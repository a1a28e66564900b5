//! # ヘルスチェックハンドラ
//!
//! ```text
//! GET /health
//! ```
//!
//! API キー認証の対象外。
//!
//! ## レスポンス例
//!
//! ```json
//! {
//!   "status": "healthy",
//!   "version": "0.1.0"
//! }
//! ```

use atm_locator_shared::HealthResponse;
use axum::Json;

/// ヘルスチェックエンドポイント
///
/// アプリケーション自体の起動状態のみを返す。常に 200 OK。
pub async fn health_check() -> Json<HealthResponse> {
    Json(HealthResponse::healthy(env!("CARGO_PKG_VERSION")))
}
//! # 挨拶ハンドラ
//!
//! ```text
//! GET /api/greet?username=<string>
//! ```
//!
//! - `username` あり → 200、ボディは JSON 文字列 `"Howdy <username>"`
//! - `username` なし → 400、`{"error":"Request validation failed: Parameter (username) is required"}`
//!
//! 空文字（`?username=`）は指定ありとして扱う。
//! `username` が複数ある場合は最初の値を使う。

use axum::{
    Json,
    extract::{Query, rejection::QueryRejection},
};

use crate::error::ApiError;

/// 挨拶対象のクエリパラメータ名
const USERNAME_PARAM: &str = "username";

pub async fn greet(
    query: Result<Query<Vec<(String, String)>>, QueryRejection>,
) -> Result<Json<String>, ApiError> {
    let Query(pairs) = query?;
    let username = pairs
        .into_iter()
        .find_map(|(key, value)| (key == USERNAME_PARAM).then_some(value))
        .ok_or_else(|| ApiError::missing_parameter(USERNAME_PARAM))?;

    Ok(Json(format!("Howdy {username}")))
}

**What is required**
Each line holding the word "async" must be copied from the data.

**Result**
pub async fn health_check() -> Json<HealthResponse> {
pub async fn greet(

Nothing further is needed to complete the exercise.